When visiting the Krishna Village, you will have the opportunity to witness our spiritual activities and - if you like - join in and get a first-hand experience of devotional lifestyle. Here's an overview of daily practices you might see around and find interesting:

(1) Mantra singing and chanting

Whether in the yoga hall, temple or spontaneously in the middle of the day - we love singing kirtan. Feel free to join in if you wish! Or learn how to use japa beads for individual mantra meditation.

(2) Following a vegetarian diet and offering our food

Our path emphasises non-violence (ahimsa) towards all living entities, whether they are in a human or animal body. Hence, we don't consume meat, fish or eggs and instead prepare the most delicious vegetarian and vegan meals. In addition, before we eat, we sing Sanskrit mantras to give our gratitude to the Divine for providing for us. Thus, we add a spiritual aspect to the nourishment we receive and the preparations become prasadam (sanctified food).
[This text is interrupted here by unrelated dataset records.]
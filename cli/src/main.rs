//! `rankwatch` entry point.

use clap::Parser;
use rankwatch_cli::{Cli, logging};
use rankwatch_tracker::TrackerConfig;

#[tokio::main]
async fn main() {
    // A missing .env is fine; variables may come from the environment.
    let _ = dotenvy::dotenv();

    let cli = Cli::parse();

    let config = match TrackerConfig::load(cli.config.as_deref()) {
        Ok(config) => config,
        Err(e) => {
            eprintln!("Error: {e}");
            std::process::exit(2);
        }
    };

    let log_dir = config.resolved_log_dir();
    let log_guard = logging::init(log_dir.as_deref());
    tracing::debug!(version = rankwatch_tracker::VERSION, "rankwatch starting");

    let code = cli.run(config).await;
    // exit() skips destructors; flush the file writer first.
    drop(log_guard);
    std::process::exit(code);
}
//! One run across all tracked apps.
//!
//! Per app, in order: fetch previous rank → scrape → validate → format →
//! notify → persist. The first failure ends the whole run; it is recorded
//! once as an error log entry and handed back to the caller. Rows already
//! written for earlier apps stay.

use crate::clock::Clock;
use crate::config::TrackerConfig;
use crate::errors::{Result, TrackerError};
use crate::notifier::Notifier;
use crate::ranks::{RankPair, RankSource};
use crate::store::{HistoryStore, NewLogEntry, NewRankRecord, RankRecord};
use crate::targets::{TrackedApp, reference_date, tracked_apps};
use crate::trend::{MessageInput, MessageStamp, compose_message};

/// Message written to `logs` when a run begins.
pub const RUN_STARTED_MESSAGE: &str = "Started";

#[derive(Debug, Clone, Copy, PartialEq, Eq, Default)]
pub enum RunMode {
    /// Post and persist.
    #[default]
    Live,
    /// Scrape and format only; nothing is posted and no rank is stored.
    DryRun,
}

/// What happened for one app in a successful run.
#[derive(Debug, Clone, PartialEq, Eq)]
pub struct AppOutcome {
    pub app: String,
    pub ranks: RankPair,
    pub message: String,
    /// Row id of the stored record; `None` in dry runs
    pub record_id: Option<i64>,
    pub post_id: Option<String>,
}

#[derive(Debug, Clone, PartialEq, Eq)]
pub struct RunReport {
    pub reference_date: String,
    pub outcomes: Vec<AppOutcome>,
}

/// Sequences the registry, extractor, formatter, notifier and store.
pub struct Tracker<S, N> {
    config: TrackerConfig,
    store: HistoryStore,
    source: S,
    notifier: N,
    clock: Box<dyn Clock>,
}

impl<S, N> Tracker<S, N>
where
    S: RankSource,
    N: Notifier,
{
    pub fn new(
        config: TrackerConfig,
        store: HistoryStore,
        source: S,
        notifier: N,
        clock: Box<dyn Clock>,
    ) -> Self {
        Self {
            config,
            store,
            source,
            notifier,
            clock,
        }
    }

    pub fn config(&self) -> &TrackerConfig {
        &self.config
    }

    pub fn store(&self) -> &HistoryStore {
        &self.store
    }

    /// Execute one run. Errors are logged to the store before being returned.
    pub async fn run(&self, mode: RunMode) -> Result<RunReport> {
        match self.run_inner(mode).await {
            Ok(report) => {
                tracing::info!(
                    apps = report.outcomes.len(),
                    reference_date = %report.reference_date,
                    "Run finished"
                );
                Ok(report)
            }
            Err(err) => {
                tracing::error!(
                    category = err.category().as_str(),
                    error = %err,
                    "Run aborted"
                );
                let entry = NewLogEntry::error(err.to_string(), self.clock.now());
                if let Err(log_err) = self.store.insert_log_entry(&entry) {
                    tracing::warn!(error = %log_err, "Failed to record run error");
                }
                Err(err)
            }
        }
    }

    async fn run_inner(&self, mode: RunMode) -> Result<RunReport> {
        self.store
            .insert_log_entry(&NewLogEntry::info(RUN_STARTED_MESSAGE, self.clock.now()))?;

        let reference_date = reference_date(self.clock.now());
        let apps = tracked_apps(&self.config.apps, &reference_date);
        tracing::info!(
            apps = apps.len(),
            reference_date = %reference_date,
            dry_run = mode == RunMode::DryRun,
            "Run started"
        );

        let mut outcomes = Vec::with_capacity(apps.len());
        for app in &apps {
            outcomes.push(self.process_app(app, mode).await?);
        }

        Ok(RunReport {
            reference_date,
            outcomes,
        })
    }

    async fn process_app(&self, app: &TrackedApp, mode: RunMode) -> Result<AppOutcome> {
        let previous = self.previous_rank(app)?;

        let scraped = self.source.fetch_ranks(app).await?;
        let ranks = scraped.validate(&app.name)?;
        tracing::info!(
            app = %app.name,
            overall = ranks.overall,
            category = ranks.category,
            "Ranks scraped"
        );

        let message = compose_message(&MessageInput {
            app_name: &app.name,
            category: &app.category,
            emoji: &app.emoji,
            overall: ranks.overall,
            category_rank: ranks.category,
            previous_overall: previous.as_ref().and_then(|p| p.all_rank),
            previous_category: previous.as_ref().and_then(|p| p.specific_rank),
            stamp: MessageStamp::at(&self.clock.local_now()),
        });

        if mode == RunMode::DryRun {
            return Ok(AppOutcome {
                app: app.name.clone(),
                ranks,
                message,
                record_id: None,
                post_id: None,
            });
        }

        let receipt = self.notifier.publish(&message).await?;

        let record_id = self.store.insert_rank_record(&NewRankRecord {
            app: app.name.clone(),
            date: self.clock.now(),
            category: app.category.clone(),
            all_rank: ranks.overall,
            specific_rank: ranks.category,
        })?;

        Ok(AppOutcome {
            app: app.name.clone(),
            ranks,
            message,
            record_id: Some(record_id),
            post_id: receipt.id,
        })
    }

    fn previous_rank(&self, app: &TrackedApp) -> Result<Option<RankRecord>> {
        match self.store.most_recent_rank(&app.name)? {
            Some(record) => Ok(Some(record)),
            None if self.config.allow_first_observation => {
                tracing::info!(app = %app.name, "No stored rank yet; posting without trend");
                Ok(None)
            }
            None => Err(TrackerError::lookup(&app.name)),
        }
    }
}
(3) Making offerings to the Deities in the temple

We have beautiful Deities of Krishna and his beloved Radha, of Krishna with his brother Balarama, and of Gaura Nitai. They are dressed daily, receive fresh flower garlands, are offered food and worshipped in many more ways. With that, we remain in loving service and mindful that the Divine is here in our midst at all times, and not some far away, detached being.

(4) Hearing and studying sacred texts

Every morning, you will see the devotees gathering at the temple for the Srimad Bhagavatam class, with one of our spiritual teachers or senior devotees reading a sloka (verse) from this ancient text, teaching it to the group, and then giving class, elaborating on the topic. If you are interested, come along. There's time for questions at the end of every class.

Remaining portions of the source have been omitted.